What the exercise asks: A line belongs in the answer if it contains "finalize"; copy every such line from the entries below.

Saved entries:
────────────────────────────────────────

//! Authentication service for API token validation.

use hmac::{Hmac, Mac};
use sha2::Sha256;
use std::sync::Arc;

use crate::domain::entities::AuthUser;
use crate::domain::repositories::TokenRepository;
use crate::error::AppError;
use serde_json::json;
use tracing::warn;

type HmacSha256 = Hmac<Sha256>;

/// Hashes a raw token with HMAC-SHA256 keyed by `secret`.
///
/// Returns a 64-character lowercase hex-encoded MAC. The admin CLI uses the
/// same function when minting tokens, so both sides must share the secret.
pub fn hash_token(secret: &str, token: &str) -> String {
    // HMAC accepts keys of any length; new_from_slice cannot fail here.
    let mut mac = match HmacSha256::new_from_slice(secret.as_bytes()) {
        Ok(mac) => mac,
        Err(_) => unreachable!("HMAC accepts any key length"),
    };
    mac.update(token.as_bytes());
    hex::encode(mac.finalize().into_bytes())
}

/// Service for authenticating API requests via Bearer tokens.
///
/// Tokens are hashed with HMAC-SHA256 (keyed by `signing_secret`) before storage
/// and comparison, so a read-only copy of the database cannot be used to forge them.
pub struct AuthService<R: TokenRepository> {
    repository: Arc<R>,
    signing_secret: String,
}

impl<R: TokenRepository> AuthService<R> {
    /// Creates a new authentication service.
    ///
    /// `signing_secret` must match the value used when tokens were created.
    pub fn new(repository: Arc<R>, signing_secret: String) -> Self {
        Self {
            repository,
            signing_secret,
        }
    }

    /// Authenticates a raw token and returns the user it belongs to.
    ///
    /// On success the token's `last_used_at` is refreshed; a failure to do so is
    /// logged and ignored.
    ///
    /// # Errors
    ///
    /// Returns [`AppError::Unauthorized`] if the token is unknown or revoked.
    /// Returns [`AppError::Internal`] on database errors.
    pub async fn authenticate(&self, token: &str) -> Result<AuthUser, AppError> {
        let token_hash = hash_token(&self.signing_secret, token);

        let Some(user_id) = self.repository.validate_token(&token_hash).await? else {
            return Err(AppError::unauthorized(
                "Unauthorized",
                json!({"reason": "Invalid or revoked token"}),
            ));
        };

        if let Err(e) = self.repository.update_last_used(&token_hash).await {
            warn!(user_id, "Failed to update token last_used_at: {}", e);
        }

        Ok(AuthUser { user_id })
    }
}
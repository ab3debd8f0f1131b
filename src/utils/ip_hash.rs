//! Daily-rotating client IP hashing.

use chrono::{DateTime, Utc};
use sha2::{Digest, Sha256};

/// Hashes a client IP salted with the UTC calendar date of `at`.
///
/// Returns the lowercase hex SHA-256 of `ip` followed by `YYYY-MM-DD`. The same
/// address hashes identically within a UTC day and differently across days, so
/// unique visitors can be counted per day without storing the address.
pub fn hash_ip(ip: &str, at: DateTime<Utc>) -> String {
    let mut hasher = Sha256::new();
    hasher.update(ip.as_bytes());
    hasher.update(at.format("%Y-%m-%d").to_string().as_bytes());
    hex::encode(hasher.finalize())
}
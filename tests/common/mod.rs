#![allow(dead_code)]

use axum::{Router, extract::ConnectInfo};
use axum_test::TestServer;
use chrono::{DateTime, Duration, Utc};
use sqlx::SqlitePool;
use std::net::SocketAddr;
use std::sync::Arc;
use tinylink::application::services::auth_service::hash_token;
use tinylink::domain::click_event::ClickEvent;
use tinylink::domain::click_queue::ClickQueue;
use tinylink::domain::click_worker::process_click;
use tinylink::domain::entities::{Link, LinkPatch, NewLink};
use tinylink::domain::repositories::{LinkRepository, TokenRepository, UserRepository};
use tinylink::infrastructure::cache::NullCache;
use tinylink::infrastructure::persistence::{
    SqliteClickRepository, SqliteLinkRepository, SqliteTokenRepository, SqliteUserRepository,
};
use tinylink::state::{AppState, StateOptions};
use tinylink::web::FrontendConfig;
use tokio::sync::mpsc;
use tower::Layer;

pub const SIGNING_SECRET: &str = "test-signing-secret";
pub const BASE_URL: &str = "http://sho.rt";

pub async fn create_user(pool: &SqlitePool, email: &str) -> i64 {
    SqliteUserRepository::new(Arc::new(pool.clone()))
        .create(email, None)
        .await
        .unwrap()
        .id
}

/// Issues a token for `user_id` and returns the raw bearer value.
pub async fn create_token(pool: &SqlitePool, user_id: i64, raw: &str) -> String {
    SqliteTokenRepository::new(Arc::new(pool.clone()))
        .create_token(user_id, raw, &hash_token(SIGNING_SECRET, raw))
        .await
        .unwrap();
    raw.to_string()
}

pub async fn create_link(pool: &SqlitePool, user_id: i64, code: &str, url: &str) -> Link {
    create_link_expiring(pool, user_id, code, url, None).await
}

pub async fn create_link_expiring(
    pool: &SqlitePool,
    user_id: i64,
    code: &str,
    url: &str,
    expires_at: Option<DateTime<Utc>>,
) -> Link {
    SqliteLinkRepository::new(Arc::new(pool.clone()))
        .create(NewLink {
            user_id,
            short_code: code.to_string(),
            original_url: url.to_string(),
            title: None,
            description: None,
            tags: None,
            expires_at,
        })
        .await
        .unwrap()
}

pub async fn create_expired_link(pool: &SqlitePool, user_id: i64, code: &str, url: &str) -> Link {
    create_link_expiring(pool, user_id, code, url, Some(Utc::now() - Duration::seconds(1))).await
}

pub async fn create_disabled_link(pool: &SqlitePool, user_id: i64, code: &str, url: &str) -> Link {
    let link = create_link(pool, user_id, code, url).await;
    SqliteLinkRepository::new(Arc::new(pool.clone()))
        .update(
            link.id,
            user_id,
            LinkPatch {
                is_active: Some(false),
                ..Default::default()
            },
        )
        .await
        .unwrap()
}

pub async fn click_count(pool: &SqlitePool, link_id: i64) -> i64 {
    sqlx::query_scalar("SELECT click_count FROM short_links WHERE id = ?")
        .bind(link_id)
        .fetch_one(pool)
        .await
        .unwrap()
}

pub async fn click_log_count(pool: &SqlitePool, link_id: i64) -> i64 {
    sqlx::query_scalar("SELECT COUNT(*) FROM click_logs WHERE link_id = ?")
        .bind(link_id)
        .fetch_one(pool)
        .await
        .unwrap()
}

/// Runs every queued click through the worker's persistence step.
pub async fn drain_clicks(pool: &SqlitePool, rx: &mut mpsc::Receiver<ClickEvent>) -> usize {
    let pool = Arc::new(pool.clone());
    let clicks = SqliteClickRepository::new(pool.clone());
    let links = SqliteLinkRepository::new(pool);

    let mut processed = 0;
    while let Ok(event) = rx.try_recv() {
        process_click(event, &clicks, &links).await;
        processed += 1;
    }
    processed
}

pub fn create_test_state(pool: SqlitePool) -> (AppState, mpsc::Receiver<ClickEvent>) {
    create_test_state_with_queue(pool, 100)
}

pub fn create_test_state_with_queue(
    pool: SqlitePool,
    capacity: usize,
) -> (AppState, mpsc::Receiver<ClickEvent>) {
    let (click_queue, rx) = ClickQueue::bounded(capacity);

    let options = StateOptions {
        base_url: BASE_URL.to_string(),
        token_signing_secret: SIGNING_SECRET.to_string(),
        cache_ttl_seconds: 60,
        behind_proxy: false,
        frontend: FrontendConfig::new(
            "target/no-frontend-build",
            vec!["/dashboard".to_string(), "/login".to_string()],
            vec!["/assets/".to_string()],
        ),
    };

    let state = AppState::new(Arc::new(pool), Arc::new(NullCache::new()), click_queue, options);

    (state, rx)
}

/// Full router (API, redirector, fallback) with a fixed peer address.
pub fn test_server(state: AppState) -> TestServer {
    let app: Router = tinylink::routes::routes(state, false).layer(MockConnectInfoLayer);
    TestServer::new(app).unwrap()
}

#[derive(Clone)]
pub struct MockConnectInfoLayer;

impl<S> Layer<S> for MockConnectInfoLayer {
    type Service = MockConnectInfoService<S>;

    fn layer(&self, inner: S) -> Self::Service {
        MockConnectInfoService { inner }
    }
}

#[derive(Clone)]
pub struct MockConnectInfoService<S> {
    inner: S,
}

impl<S, B> tower::Service<axum::http::Request<B>> for MockConnectInfoService<S>
where
    S: tower::Service<axum::http::Request<B>> + Clone + Send + 'static,
    S::Future: Send + 'static,
    B: Send + 'static,
{
    type Response = S::Response;
    type Error = S::Error;
    type Future = S::Future;

    fn poll_ready(
        &mut self,
        cx: &mut std::task::Context<'_>,
    ) -> std::task::Poll<Result<(), Self::Error>> {
        self.inner.poll_ready(cx)
    }

    fn call(&mut self, mut req: axum::http::Request<B>) -> Self::Future {
        let addr: SocketAddr = "127.0.0.1:12345".parse().unwrap();
        req.extensions_mut().insert(ConnectInfo(addr));
        self.inner.call(req)
    }
}
mod common;

use axum::http::StatusCode;
use serde_json::Value;
use sqlx::SqlitePool;

const SAFARI_IPHONE: &str = "Mozilla/5.0 (iPhone; CPU iPhone OS 17_0 like Mac OS X) AppleWebKit/605.1.15 (KHTML, like Gecko) Version/17.0 Mobile/15E148 Safari/604.1";
const CHROME_WINDOWS: &str = "Mozilla/5.0 (Windows NT 10.0; Win64; x64) AppleWebKit/537.36 (KHTML, like Gecko) Chrome/120.0.0.0 Safari/537.36";

#[sqlx::test]
async fn test_link_analytics_without_clicks(pool: SqlitePool) {
    let user_id = common::create_user(&pool, "owner@example.com").await;
    let token = common::create_token(&pool, user_id, "owner-token").await;
    let link = common::create_link(&pool, user_id, "quiet1", "https://example.com").await;

    let (state, _rx) = common::create_test_state(pool);
    let server = common::test_server(state);

    let response = server
        .get(&format!("/api/analytics/links/{}", link.id))
        .authorization_bearer(&token)
        .await;

    response.assert_status_ok();
    let body: Value = response.json();
    assert_eq!(body["summary"]["total_clicks"], 0);
    assert_eq!(body["summary"]["unique_clicks"], 0);
    assert!(body["summary"]["peak_hour"].is_null());
    assert!(body["time_series"].as_array().unwrap().is_empty());
    assert!(body["devices"].as_array().unwrap().is_empty());
    assert!(body["referrers"].as_array().unwrap().is_empty());
}

#[sqlx::test]
async fn test_link_analytics_after_redirects(pool: SqlitePool) {
    let user_id = common::create_user(&pool, "owner@example.com").await;
    let token = common::create_token(&pool, user_id, "owner-token").await;
    let link = common::create_link(&pool, user_id, "busy01", "https://example.com").await;

    let (state, mut rx) = common::create_test_state(pool.clone());
    let server = common::test_server(state);

    for agent in [SAFARI_IPHONE, SAFARI_IPHONE, CHROME_WINDOWS] {
        server
            .get("/busy01")
            .add_header("User-Agent", agent)
            .add_header("Referer", "https://www.google.com/search?q=x")
            .await
            .assert_status(StatusCode::FOUND);
    }
    common::drain_clicks(&pool, &mut rx).await;

    let response = server
        .get(&format!("/api/analytics/links/{}", link.id))
        .add_query_param("period", "day")
        .authorization_bearer(&token)
        .await;

    response.assert_status_ok();
    let body: Value = response.json();
    assert_eq!(body["summary"]["total_clicks"], 3);
    // Same peer address on the same day.
    assert_eq!(body["summary"]["unique_clicks"], 1);

    assert_eq!(body["devices"][0]["type"], "mobile");
    assert_eq!(body["devices"][0]["clicks"], 2);
    assert_eq!(body["devices"][0]["percentage"], 0.6667);
    assert_eq!(body["devices"][1]["type"], "desktop");
    assert_eq!(body["devices"][1]["percentage"], 0.3333);
    assert_eq!(body["referrers"][0]["source"], "www.google.com");
    assert_eq!(body["referrers"][0]["clicks"], 3);
    assert_eq!(body["referrers"][0]["percentage"], 1.0);
    assert_eq!(body["geographic"][0]["country"], "unknown");
    assert!(body["browsers"][0]["browser"].is_string());
    assert!(body["operating_systems"][0]["os"].is_string());
    assert!(body["devices"][0].get("category").is_none());
}

#[sqlx::test]
async fn test_link_analytics_foreign_link(pool: SqlitePool) {
    let user_id = common::create_user(&pool, "owner@example.com").await;
    let token = common::create_token(&pool, user_id, "owner-token").await;
    let other = common::create_user(&pool, "other@example.com").await;
    let link = common::create_link(&pool, other, "theirs", "https://example.com").await;

    let (state, _rx) = common::create_test_state(pool);
    let server = common::test_server(state);

    server
        .get(&format!("/api/analytics/links/{}", link.id))
        .authorization_bearer(&token)
        .await
        .assert_status_not_found();
}

#[sqlx::test]
async fn test_dashboard_totals(pool: SqlitePool) {
    let user_id = common::create_user(&pool, "owner@example.com").await;
    let token = common::create_token(&pool, user_id, "owner-token").await;
    common::create_link(&pool, user_id, "dash01", "https://example.com/1").await;
    common::create_disabled_link(&pool, user_id, "dash02", "https://example.com/2").await;

    let (state, mut rx) = common::create_test_state(pool.clone());
    let server = common::test_server(state);

    server.get("/dash01").await.assert_status(StatusCode::FOUND);
    server.get("/dash01").await.assert_status(StatusCode::FOUND);
    common::drain_clicks(&pool, &mut rx).await;

    let response = server
        .get("/api/analytics/dashboard")
        .authorization_bearer(&token)
        .await;

    response.assert_status_ok();
    let body: Value = response.json();
    assert_eq!(body["period"], "week");
    assert_eq!(body["total_links"], 2);
    assert_eq!(body["active_links"], 1);
    assert_eq!(body["total_clicks"], 2);
    assert_eq!(body["today_clicks"], 2);
    assert_eq!(body["period_clicks"], 2);
    assert_eq!(body["recent_links"].as_array().unwrap().len(), 2);
    assert!(!body["click_trends"].as_array().unwrap().is_empty());
}

#[sqlx::test]
async fn test_export_csv(pool: SqlitePool) {
    let user_id = common::create_user(&pool, "owner@example.com").await;
    let token = common::create_token(&pool, user_id, "owner-token").await;
    let link = common::create_link(&pool, user_id, "exp001", "https://example.com").await;

    let (state, mut rx) = common::create_test_state(pool.clone());
    let server = common::test_server(state);

    server
        .get("/exp001")
        .add_header("User-Agent", CHROME_WINDOWS)
        .await
        .assert_status(StatusCode::FOUND);
    common::drain_clicks(&pool, &mut rx).await;

    let response = server
        .get(&format!("/api/analytics/export/{}", link.id))
        .add_query_param("format", "csv")
        .authorization_bearer(&token)
        .await;

    response.assert_status_ok();
    assert_eq!(response.header("content-type"), "text/csv; charset=utf-8");
    assert_eq!(
        response.header("content-disposition"),
        format!("attachment; filename=\"analytics_{}_week.csv\"", link.id).as_str()
    );

    let text = response.text();
    let mut lines = text.lines();
    assert_eq!(
        lines.next(),
        Some("clicked_at,ip_hash,country,device_type,browser,os,referrer")
    );
    let row = lines.next().unwrap();
    assert!(row.contains(",unknown,desktop,Chrome,"));
    assert!(lines.next().is_none());
}

#[sqlx::test]
async fn test_export_json(pool: SqlitePool) {
    let user_id = common::create_user(&pool, "owner@example.com").await;
    let token = common::create_token(&pool, user_id, "owner-token").await;
    let link = common::create_link(&pool, user_id, "exp002", "https://example.com").await;

    let (state, _rx) = common::create_test_state(pool);
    let server = common::test_server(state);

    let response = server
        .get(&format!("/api/analytics/export/{}", link.id))
        .add_query_param("format", "json")
        .add_query_param("period", "month")
        .authorization_bearer(&token)
        .await;

    response.assert_status_ok();
    assert_eq!(response.header("content-type"), "application/json");
    let body: Value = response.json();
    assert!(body.as_array().unwrap().is_empty());
}

#[sqlx::test]
async fn test_export_unknown_format(pool: SqlitePool) {
    let user_id = common::create_user(&pool, "owner@example.com").await;
    let token = common::create_token(&pool, user_id, "owner-token").await;
    let link = common::create_link(&pool, user_id, "exp003", "https://example.com").await;

    let (state, _rx) = common::create_test_state(pool);
    let server = common::test_server(state);

    server
        .get(&format!("/api/analytics/export/{}", link.id))
        .add_query_param("format", "xml")
        .authorization_bearer(&token)
        .await
        .assert_status_bad_request();
}
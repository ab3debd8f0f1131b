//! Best-effort User-Agent classification.

use woothee::parser::Parser;

use crate::domain::entities::{DeviceType, UNKNOWN};

/// Device, browser and OS derived from a User-Agent header.
///
/// Never contains empty strings: undetected values use the `unknown` sentinel.
#[derive(Debug, Clone, PartialEq, Eq)]
pub struct ParsedAgent {
    pub device_type: DeviceType,
    pub browser: String,
    pub os: String,
}

impl ParsedAgent {
    fn unknown() -> Self {
        Self {
            device_type: DeviceType::Other,
            browser: UNKNOWN.to_string(),
            os: UNKNOWN.to_string(),
        }
    }
}

pub fn parse_user_agent(user_agent: Option<&str>) -> ParsedAgent {
    let Some(ua) = user_agent.map(str::trim).filter(|ua| !ua.is_empty()) else {
        return ParsedAgent::unknown();
    };

    let Some(result) = Parser::new().parse(ua) else {
        return ParsedAgent::unknown();
    };

    let device_type = match result.category {
        "pc" => DeviceType::Desktop,
        "smartphone" | "mobilephone" if is_tablet(result.os, ua) => DeviceType::Tablet,
        "smartphone" | "mobilephone" => DeviceType::Mobile,
        _ => DeviceType::Other,
    };

    ParsedAgent {
        device_type,
        browser: known_or_unknown(result.name),
        os: known_or_unknown(result.os),
    }
}

/// Woothee files tablets under "smartphone"; split them out by OS and the
/// Android convention of omitting "Mobile" on tablets.
fn is_tablet(os: &str, ua: &str) -> bool {
    os == "iPad" || ua.contains("Tablet") || (os == "Android" && !ua.contains("Mobile"))
}

fn known_or_unknown(value: &str) -> String {
    if value.is_empty() || value == "UNKNOWN" {
        UNKNOWN.to_string()
    } else {
        value.to_string()
    }
}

────────────────────────────────────────

Task solution:
    hex::encode(mac.finalize().into_bytes())
    hex::encode(hasher.finalize())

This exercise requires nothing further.